The 2005 outlook for the Energy Marketing and Resource Management Segment has been revised to a range of a loss of $0.30 to $0.35 per diluted share from a range of a loss of $0.05 to a contribution of $0.05 per diluted share. This assumes stable natural gas prices and no further negative or positive affect of accounting for the management of natural gas inventory.
For 2005, we expect Avista Advantage to contribute approximately $0.08 per diluted share and for the other segments to lose $0.05 per diluted share.
Now for 2006, we are initiating guidance for our consolidated earnings to be in the range of $1.30 to $1.45 per diluted share. We expect Avista Utilities to contribute in the range of $1.00 to $1.15 per diluted share for 2006. The outlook for the utility assumes normal weather, temperatures, and hydroelectric generation, as well as the implementation of the Washington general rate increase on January 1, 2006, as designed in the settlement agreement.
The 2006 outlook for the Energy Marketing and Resource Management Segment is a range of $0.20 to $0.30 per diluted share, excluding any positive or negative effects of the changes in prices on the accounting for the management for natural gas inventory. If natural gas prices remain at September 30th levels through the end of the year, we estimate that an additional $0.25 of earnings per diluted share will be recognized at Avista Energy when natural gas is withdrawn from storage, which is forecasted to occur during the first quarter of 2006. This is also not included in our consolidated guidance, which is why we presented it separately on the chart.
Just to be clear, this is the turnaround of this year's Avista Energy losses due to the fact that our fuel inventory is valued at cost, not market. You see on the graph the question mark for 2005. It is possible that, if gas prices increase during Q4, additional losses would be booked in Q4 and would be reversed in Q1 of 2006. Conversely, if gas prices decline, we will see some of the $0.25 shift into Q4 of 2005.
We expect Avista Advantage to contribute in a range of $0.10 to $0.12 per diluted share and the other business segment to lose $0.05 per diluted share for 2006.
Now, I'll turn the presentation back to Jason.
Jason Lang - Investor Relations
Thanks, Malyn. At this time, we would like to open the call up for questions.
Operator
[Operator Instructions] [Paul Ritten], Key McDonald.
Paul Ritten - Analyst
I had a question on the $7.7 million market-to-market incurred in the third quarter. Is that a pre-tax number or an after-tax number?
Malyn Malquist - SVP, CFO, Treasurer
Paul, this is Malyn. That's an after-tax number.
Paul Ritten - Analyst
So, you took guidance down essentially $0.30 after incurring an additional $0.15 of losses?

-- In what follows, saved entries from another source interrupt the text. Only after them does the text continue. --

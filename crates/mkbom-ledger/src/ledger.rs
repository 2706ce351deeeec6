use tracing::debug;

use crate::error::{LedgerError, LedgerResult};
use crate::vpath::VpathTable;

/// Object-file suffix appended to default targets.
pub const OBJECT_SUFFIX: &str = ".o";

/// The module a build step provides, if any.
#[derive(Clone, Debug, PartialEq, Eq)]
pub struct ModuleTarget {
    /// Module name as written in the source.
    pub name: String,
    /// Compiled-module-interface file name.
    pub cmi: String,
    /// Header units have no order-only CMI rule.
    pub is_header_unit: bool,
}

/// Ordered registry of what one build step produced and read.
///
/// Every container is append-only and keeps insertion order; the ledger is
/// recreated (or [`clear`](Self::clear)ed) for each build invocation.
///
/// Targets are split by a low-water mark: indices `[0, quote_lwm)` hold the
/// targets that must not be Make-quoted, everything after is quoted.
#[derive(Clone, Debug, Default)]
pub struct DependencyLedger {
    targets: Vec<String>,
    deps: Vec<String>,
    vpath: VpathTable,
    modules: Vec<String>,
    module_target: Option<ModuleTarget>,
    quote_lwm: usize,
}

impl DependencyLedger {
    /// Create an empty ledger.
    pub fn new() -> Self {
        Self::default()
    }

    // ---------------------------------------------------------------
    // Targets
    // ---------------------------------------------------------------

    /// Record an output name.
    ///
    /// `quote` marks the name for Make quoting. Unquoted names may arrive
    /// after quoted ones; the lowest quoted entry is then moved to the back
    /// so the unquoted entries stay contiguous at the front.
    pub fn add_target(&mut self, name: &str, quote: bool) {
        let mut target = self.vpath.apply(name).to_string();

        if !quote {
            if self.quote_lwm != self.targets.len() {
                std::mem::swap(&mut self.targets[self.quote_lwm], &mut target);
            }
            self.quote_lwm += 1;
        }

        self.targets.push(target);
    }

    /// Derive a target from an input name when none has been given.
    ///
    /// The directory and extension are dropped and [`OBJECT_SUFFIX`]
    /// appended. An empty name means standard input and yields `-`.
    pub fn add_default_target(&mut self, name: &str) {
        if !self.targets.is_empty() {
            return;
        }

        if name.is_empty() {
            self.targets.push("-".to_string());
            return;
        }

        let base = basename(name);
        let stem = base.rfind('.').map_or(base, |dot| &base[..dot]);
        self.add_target(&format!("{stem}{OBJECT_SUFFIX}"), true);
    }

    /// All targets in output order.
    pub fn targets(&self) -> &[String] {
        &self.targets
    }

    /// Number of leading targets exempt from quoting.
    pub fn quote_lwm(&self) -> usize {
        self.quote_lwm
    }

    /// Returns `true` if the target at `index` is written Make-quoted.
    pub fn is_target_quoted(&self, index: usize) -> bool {
        index >= self.quote_lwm
    }

    // ---------------------------------------------------------------
    // Dependencies
    // ---------------------------------------------------------------

    /// Record a dependency path, rewritten through the vpath table.
    pub fn add_dependency(&mut self, path: &str) -> LedgerResult<()> {
        if path.is_empty() {
            return Err(LedgerError::EmptyPath);
        }

        let dep = self.vpath.apply(path);
        debug!(path, recorded = dep, "dependency recorded");
        self.deps.push(dep.to_string());
        Ok(())
    }

    /// All dependencies in discovery order.
    pub fn dependencies(&self) -> &[String] {
        &self.deps
    }

    /// The first dependency, normally the main source file.
    pub fn primary_input(&self) -> Option<&str> {
        self.deps.first().map(String::as_str)
    }

    // ---------------------------------------------------------------
    // Vpath
    // ---------------------------------------------------------------

    /// Register a `:`-separated list of vpath prefixes.
    ///
    /// Rules only affect names recorded after this call.
    pub fn add_vpath(&mut self, spec: &str) {
        self.vpath.add_spec(spec);
    }

    /// The vpath table.
    pub fn vpath(&self) -> &VpathTable {
        &self.vpath
    }

    // ---------------------------------------------------------------
    // Modules
    // ---------------------------------------------------------------

    /// Record the module this step provides. There can only be one.
    pub fn add_module_target(
        &mut self,
        name: &str,
        cmi: &str,
        is_header_unit: bool,
    ) -> LedgerResult<()> {
        if let Some(existing) = &self.module_target {
            return Err(LedgerError::ModuleTargetAlreadySet {
                existing: existing.name.clone(),
            });
        }

        self.module_target = Some(ModuleTarget {
            name: name.to_string(),
            cmi: cmi.to_string(),
            is_header_unit,
        });
        Ok(())
    }

    /// Record an imported module.
    pub fn add_module_dep(&mut self, name: &str) {
        self.modules.push(name.to_string());
    }

    /// The provided module, if any.
    pub fn module_target(&self) -> Option<&ModuleTarget> {
        self.module_target.as_ref()
    }

    /// Imported modules in import order.
    pub fn module_deps(&self) -> &[String] {
        &self.modules
    }

    /// Reset the ledger for a new build invocation.
    pub fn clear(&mut self) {
        *self = Self::default();
    }
}

/// The final path component, split at any host directory separator.
fn basename(name: &str) -> &str {
    name.rsplit(|c: char| c == '/' || (cfg!(windows) && c == '\\'))
        .next()
        .unwrap_or(name)
}

#[cfg(test)]
mod tests {
    use super::*;

    #[test]
    fn targets_keep_insertion_order() {
        let mut ledger = DependencyLedger::new();
        ledger.add_target("a.o", true);
        ledger.add_target("b.o", true);
        assert_eq!(ledger.targets(), &["a.o", "b.o"]);
        assert_eq!(ledger.quote_lwm(), 0);
    }

    #[test]
    fn unquoted_after_quoted_swaps_to_front() {
        let mut ledger = DependencyLedger::new();
        ledger.add_target("q1.o", true);
        ledger.add_target("q2.o", true);
        ledger.add_target("u1.o", false);
        assert_eq!(ledger.targets(), &["u1.o", "q2.o", "q1.o"]);
        assert_eq!(ledger.quote_lwm(), 1);
        assert!(!ledger.is_target_quoted(0));
        assert!(ledger.is_target_quoted(1));
        assert!(ledger.is_target_quoted(2));
    }

    #[test]
    fn unquoted_prefix_stays_contiguous() {
        let mut ledger = DependencyLedger::new();
        ledger.add_target("u1", false);
        ledger.add_target("q1", true);
        ledger.add_target("u2", false);
        ledger.add_target("q2", true);
        ledger.add_target("u3", false);
        assert_eq!(ledger.quote_lwm(), 3);
        let (unquoted, quoted) = ledger.targets().split_at(ledger.quote_lwm());
        let mut unquoted = unquoted.to_vec();
        unquoted.sort();
        assert_eq!(unquoted, vec!["u1", "u2", "u3"]);
        let mut quoted = quoted.to_vec();
        quoted.sort();
        assert_eq!(quoted, vec!["q1", "q2"]);
    }

    #[test]
    fn default_target_derived_from_input() {
        let mut ledger = DependencyLedger::new();
        ledger.add_default_target("src/dir/main.c");
        assert_eq!(ledger.targets(), &["main.o"]);
        assert!(ledger.is_target_quoted(0));
    }

    #[test]
    fn default_target_without_extension() {
        let mut ledger = DependencyLedger::new();
        ledger.add_default_target("Makefile");
        assert_eq!(ledger.targets(), &["Makefile.o"]);
    }

    #[test]
    fn default_target_keeps_inner_dots() {
        let mut ledger = DependencyLedger::new();
        ledger.add_default_target("lib.v2.cc");
        assert_eq!(ledger.targets(), &["lib.v2.o"]);
    }

    #[test]
    fn default_target_for_stdin() {
        let mut ledger = DependencyLedger::new();
        ledger.add_default_target("");
        assert_eq!(ledger.targets(), &["-"]);
    }

    #[test]
    fn default_target_noop_when_targets_exist() {
        let mut ledger = DependencyLedger::new();
        ledger.add_target("explicit.o", true);
        ledger.add_default_target("main.c");
        assert_eq!(ledger.targets(), &["explicit.o"]);
    }

    #[test]
    fn empty_dependency_is_rejected() {
        let mut ledger = DependencyLedger::new();
        let err = ledger.add_dependency("").unwrap_err();
        assert!(matches!(err, LedgerError::EmptyPath));
        assert!(ledger.dependencies().is_empty());
    }

    #[test]
    fn dependencies_are_rewritten() {
        let mut ledger = DependencyLedger::new();
        ledger.add_vpath("foo/bar");
        ledger.add_dependency("foo/bar/baz.c").unwrap();
        ledger.add_dependency("foo/bar/../x.c").unwrap();
        ledger.add_dependency("./local.h").unwrap();
        assert_eq!(
            ledger.dependencies(),
            &["baz.c", "foo/bar/../x.c", "local.h"]
        );
        assert_eq!(ledger.primary_input(), Some("baz.c"));
    }

    #[test]
    fn targets_are_rewritten() {
        let mut ledger = DependencyLedger::new();
        ledger.add_vpath("out");
        ledger.add_target("out/main.o", true);
        assert_eq!(ledger.targets(), &["main.o"]);
    }

    #[test]
    fn single_module_target() {
        let mut ledger = DependencyLedger::new();
        ledger
            .add_module_target("hello", "gcm.cache/hello.gcm", false)
            .unwrap();
        let err = ledger
            .add_module_target("other", "gcm.cache/other.gcm", false)
            .unwrap_err();
        assert!(matches!(
            err,
            LedgerError::ModuleTargetAlreadySet { ref existing } if existing == "hello"
        ));
        assert_eq!(ledger.module_target().unwrap().cmi, "gcm.cache/hello.gcm");
    }

    #[test]
    fn module_deps_keep_order() {
        let mut ledger = DependencyLedger::new();
        ledger.add_module_dep("b");
        ledger.add_module_dep("a");
        assert_eq!(ledger.module_deps(), &["b", "a"]);
    }

    #[test]
    fn clear_resets_everything() {
        let mut ledger = DependencyLedger::new();
        ledger.add_vpath("src");
        ledger.add_target("t", false);
        ledger.add_dependency("src/a.c").unwrap();
        ledger.add_module_dep("m");
        ledger.clear();
        assert!(ledger.targets().is_empty());
        assert!(ledger.dependencies().is_empty());
        assert!(ledger.vpath().is_empty());
        assert!(ledger.module_deps().is_empty());
        assert_eq!(ledger.quote_lwm(), 0);
    }
}
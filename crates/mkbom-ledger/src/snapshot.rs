//! Persisted dependency list.
//!
//! A snapshot lets a later build (for example one reusing a precompiled
//! header) replay the dependencies of an earlier one.
//!
//! On-disk format, native-endian `usize` words:
//! ```text
//! [count]
//! [len][len bytes of path]   × count
//! ```

use std::io::{self, Read, Write};

use tracing::debug;

use crate::error::{LedgerError, LedgerResult};
use crate::ledger::DependencyLedger;

/// Longest path accepted from a snapshot.
pub const MAX_RECORD_LEN: usize = 1024 * 1024;

const WORD: usize = std::mem::size_of::<usize>();

/// Write the ledger's dependencies.
pub fn save<W: Write>(ledger: &DependencyLedger, mut out: W) -> LedgerResult<()> {
    let deps = ledger.dependencies();
    out.write_all(&deps.len().to_ne_bytes())?;
    for dep in deps {
        out.write_all(&dep.len().to_ne_bytes())?;
        out.write_all(dep.as_bytes())?;
    }
    out.flush()?;
    debug!(count = deps.len(), "dependency snapshot saved");
    Ok(())
}

/// Read a snapshot back into `ledger`.
///
/// With `self_path` set, every recorded path except `self_path` is added as
/// a dependency (through the ledger's vpath rules). With `None`, the records
/// are read and discarded. Returns the number of dependencies added.
pub fn restore<R: Read>(
    ledger: &mut DependencyLedger,
    mut input: R,
    self_path: Option<&str>,
) -> LedgerResult<usize> {
    let count = read_word(&mut input)?;
    let mut added = 0;
    let mut buf = Vec::new();

    for index in 0..count {
        let len = read_word(&mut input)?;
        if len > MAX_RECORD_LEN {
            return Err(LedgerError::CorruptSnapshot(format!(
                "record {index} claims {len} bytes (max {MAX_RECORD_LEN})"
            )));
        }

        buf.resize(len, 0);
        input.read_exact(&mut buf)?;
        let path = std::str::from_utf8(&buf).map_err(|e| {
            LedgerError::CorruptSnapshot(format!("record {index} is not UTF-8: {e}"))
        })?;

        match self_path {
            Some(skip) if path != skip => {
                ledger.add_dependency(path)?;
                added += 1;
            }
            _ => {}
        }
    }

    debug!(count, added, "dependency snapshot restored");
    Ok(added)
}

fn read_word<R: Read>(input: &mut R) -> io::Result<usize> {
    let mut word = [0u8; WORD];
    input.read_exact(&mut word)?;
    Ok(usize::from_ne_bytes(word))
}
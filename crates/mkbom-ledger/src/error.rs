/// Errors produced by ledger operations.
#[derive(Debug, thiserror::Error)]
pub enum LedgerError {
    /// A dependency was added with an empty path. This is a caller bug.
    #[error("dependency path must not be empty")]
    EmptyPath,

    /// A second module target was added; a build step has at most one.
    #[error("module target already set to {existing}")]
    ModuleTargetAlreadySet { existing: String },

    /// Snapshot bytes do not have the expected shape.
    #[error("corrupt snapshot: {0}")]
    CorruptSnapshot(String),

    #[error("I/O error: {0}")]
    Io(#[from] std::io::Error),
}

/// Result alias for ledger operations.
pub type LedgerResult<T> = Result<T, LedgerError>;
use std::fmt;
use std::str::FromStr;

use serde::{Deserialize, Serialize};

use crate::error::TypeError;

/// How far the build step runs.
///
/// The mode decides which artifact, if any, a build step produces and
/// therefore what name its provenance metadata is filed under.
#[derive(Clone, Copy, Debug, PartialEq, Eq, Hash, Serialize, Deserialize)]
#[serde(rename_all = "kebab-case")]
pub enum CompileMode {
    /// Preprocess only (`-E`): no output file.
    PreprocessOnly,
    /// Stop after compilation proper (`-S`): an assembly file.
    AssembleOnly,
    /// Stop after assembling (`-c`): an object file.
    CompileOnly,
    /// Full build through the linker.
    Link,
}

impl CompileMode {
    /// Default executable name produced by the linker.
    pub const LINK_DEFAULT_OUTPUT: &'static str = "a.out";

    /// Suffix substituted for the input's extension when no output is named.
    pub const fn output_suffix(&self) -> Option<&'static str> {
        match self {
            Self::AssembleOnly => Some(".s"),
            Self::CompileOnly => Some(".o"),
            Self::PreprocessOnly | Self::Link => None,
        }
    }

    /// Returns `true` if this mode writes an output artifact.
    pub const fn produces_output(&self) -> bool {
        !matches!(self, Self::PreprocessOnly)
    }

    fn name(&self) -> &'static str {
        match self {
            Self::PreprocessOnly => "preprocess-only",
            Self::AssembleOnly => "assemble-only",
            Self::CompileOnly => "compile-only",
            Self::Link => "link",
        }
    }
}

impl Default for CompileMode {
    fn default() -> Self {
        Self::CompileOnly
    }
}

impl fmt::Display for CompileMode {
    fn fmt(&self, f: &mut fmt::Formatter<'_>) -> fmt::Result {
        f.write_str(self.name())
    }
}

impl FromStr for CompileMode {
    type Err = TypeError;

    fn from_str(s: &str) -> Result<Self, Self::Err> {
        match s {
            "preprocess-only" | "preprocess" | "E" => Ok(Self::PreprocessOnly),
            "assemble-only" | "assemble" | "S" => Ok(Self::AssembleOnly),
            "compile-only" | "compile" | "c" => Ok(Self::CompileOnly),
            "link" => Ok(Self::Link),
            _ => Err(TypeError::UnknownCompileMode(s.to_string())),
        }
    }
}
//! Make dependency rules.
//!
//! Names are escaped for GNU Make: `$` doubles, `#` gains a backslash, and
//! whitespace follows Make's parity rule (a space preceded by 2N+1
//! backslashes is N backslashes plus a space). Not every character can be
//! quoted; `%`, `*`, `?`, `[` and `~` pass through unchanged.

use std::borrow::Cow;
use std::io::Write;

use serde::{Deserialize, Serialize};

use crate::error::LedgerResult;
use crate::ledger::DependencyLedger;

/// Nonzero column widths below this are raised to it.
pub const MIN_COLUMN_WIDTH: usize = 34;

/// Suffix naming a module's phony Make target.
pub const MODULE_SUFFIX: &str = ".c++m";

/// Output options for [`MakeWriter`].
#[derive(Clone, Debug, Default, PartialEq, Eq, Serialize, Deserialize)]
#[serde(default)]
pub struct MakeOptions {
    /// Wrap lines at this column; `0` disables wrapping.
    pub column_width: usize,
    /// Emit an empty rule for every dependency after the first.
    pub phony_targets: bool,
    /// Emit module dependency rules.
    pub modules: bool,
}

impl MakeOptions {
    /// The wrapping column actually used.
    pub fn effective_width(&self) -> usize {
        match self.column_width {
            0 => 0,
            w => w.max(MIN_COLUMN_WIDTH),
        }
    }
}

/// Apply Make quoting to `name` followed by `trail`.
///
/// Each call builds its own buffer.
pub fn munge(name: &str, trail: Option<&str>) -> String {
    let mut buf = String::with_capacity(name.len() + trail.map_or(0, str::len) + 4);

    for segment in std::iter::once(name).chain(trail) {
        let mut slashes = 0usize;
        for c in segment.chars() {
            match c {
                '\\' => slashes += 1,
                '$' => {
                    buf.push('$');
                    slashes = 0;
                }
                ' ' | '\t' => {
                    buf.extend(std::iter::repeat('\\').take(slashes + 1));
                    slashes = 0;
                }
                '#' => {
                    buf.push('\\');
                    slashes = 0;
                }
                _ => slashes = 0,
            }
            buf.push(c);
        }
    }

    buf
}

/// Writes a ledger as Make rules.
pub struct MakeWriter<W: Write> {
    out: W,
    options: MakeOptions,
    colmax: usize,
}

impl<W: Write> MakeWriter<W> {
    /// Create a writer over `out`.
    pub fn new(out: W, options: MakeOptions) -> Self {
        let colmax = options.effective_width();
        Self {
            out,
            options,
            colmax,
        }
    }

    /// Consume the writer, returning the underlying sink.
    pub fn into_inner(self) -> W {
        self.out
    }

    /// Write every rule the ledger calls for.
    pub fn write(&mut self, ledger: &DependencyLedger) -> LedgerResult<()> {
        let deps = ledger.dependencies();
        let cmi = ledger.module_target().map(|m| m.cmi.as_str());

        if !deps.is_empty() {
            let mut column = self.write_names(ledger.targets(), 0, ledger.quote_lwm(), None)?;
            if self.options.modules {
                if let Some(cmi) = cmi {
                    column = self.write_name(cmi, column, true, None)?;
                }
            }
            self.out.write_all(b":")?;
            column += 1;
            self.write_names(deps, column, 0, None)?;
            self.out.write_all(b"\n")?;

            if self.options.phony_targets {
                for dep in &deps[1..] {
                    writeln!(self.out, "{}:", munge(dep, None))?;
                }
            }
        }

        if !self.options.modules {
            return Ok(());
        }

        let imports = ledger.module_deps();
        if !imports.is_empty() {
            let mut column = self.write_names(ledger.targets(), 0, ledger.quote_lwm(), None)?;
            if let Some(cmi) = cmi {
                column = self.write_name(cmi, column, true, None)?;
            }
            self.out.write_all(b":")?;
            column += 1;
            self.write_names(imports, column, 0, Some(MODULE_SUFFIX))?;
            self.out.write_all(b"\n")?;
        }

        if let Some(module) = ledger.module_target() {
            // module-name.c++m: cmi-name
            let column = self.write_name(&module.name, 0, true, Some(MODULE_SUFFIX))?;
            self.out.write_all(b":")?;
            self.write_name(&module.cmi, column + 1, true, None)?;
            self.out.write_all(b"\n")?;

            self.out.write_all(b".PHONY:")?;
            self.write_name(&module.name, ".PHONY:".len(), true, Some(MODULE_SUFFIX))?;
            self.out.write_all(b"\n")?;

            if !module.is_header_unit {
                if let Some(first) = ledger.targets().first() {
                    // Order-only: cmi-name :| first-target
                    let column = self.write_name(&module.cmi, 0, true, None)?;
                    self.out.write_all(b":|")?;
                    self.write_name(first, column + 1, true, None)?;
                    self.out.write_all(b"\n")?;
                }
            }
        }

        if !imports.is_empty() {
            self.out.write_all(b"CXX_IMPORTS +=")?;
            self.write_names(imports, "CXX_IMPORTS +=".len(), 0, Some(MODULE_SUFFIX))?;
            self.out.write_all(b"\n")?;
        }

        Ok(())
    }

    /// Write one name with a leading space unless at column 0, wrapping
    /// first if it would overflow. Returns the new column.
    fn write_name(
        &mut self,
        name: &str,
        mut column: usize,
        quote: bool,
        trail: Option<&str>,
    ) -> LedgerResult<usize> {
        let name: Cow<'_, str> = match (quote, trail) {
            (true, _) => Cow::Owned(munge(name, trail)),
            (false, Some(trail)) => Cow::Owned(format!("{name}{trail}")),
            (false, None) => Cow::Borrowed(name),
        };

        if column > 0 {
            if self.colmax > 0 && column + name.len() > self.colmax {
                self.out.write_all(b" \\\n")?;
                column = 0;
            }
            column += 1;
            self.out.write_all(b" ")?;
        }

        column += name.len();
        self.out.write_all(name.as_bytes())?;
        Ok(column)
    }

    /// Write a list of names; those before `quote_lwm` are left unquoted.
    fn write_names(
        &mut self,
        names: &[String],
        mut column: usize,
        quote_lwm: usize,
        trail: Option<&str>,
    ) -> LedgerResult<usize> {
        for (ix, name) in names.iter().enumerate() {
            column = self.write_name(name, column, ix >= quote_lwm, trail)?;
        }
        Ok(column)
    }
}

Malyn Malquist - SVP, CFO, Treasurer
We incurred an additional, roughly $0.15 from the natural gas piece. We also had expected energy to contribute positive earnings, excluding the issue of the natural gas inventory, and essentially they came close to breakeven but they had a slight loss and we expected them to do quite a bit better in the quarter.
Paul Ritten - Analyst
As of the second quarter call, you were looking for about $0.15 out of energy in the back half of the year. Is that the right way of looking at it?
Malyn Malquist - SVP, CFO, Treasurer
That is, and we expected roughly half of that to come in the third quarter.
Paul Ritten - Analyst
And you remain committed to the trading business?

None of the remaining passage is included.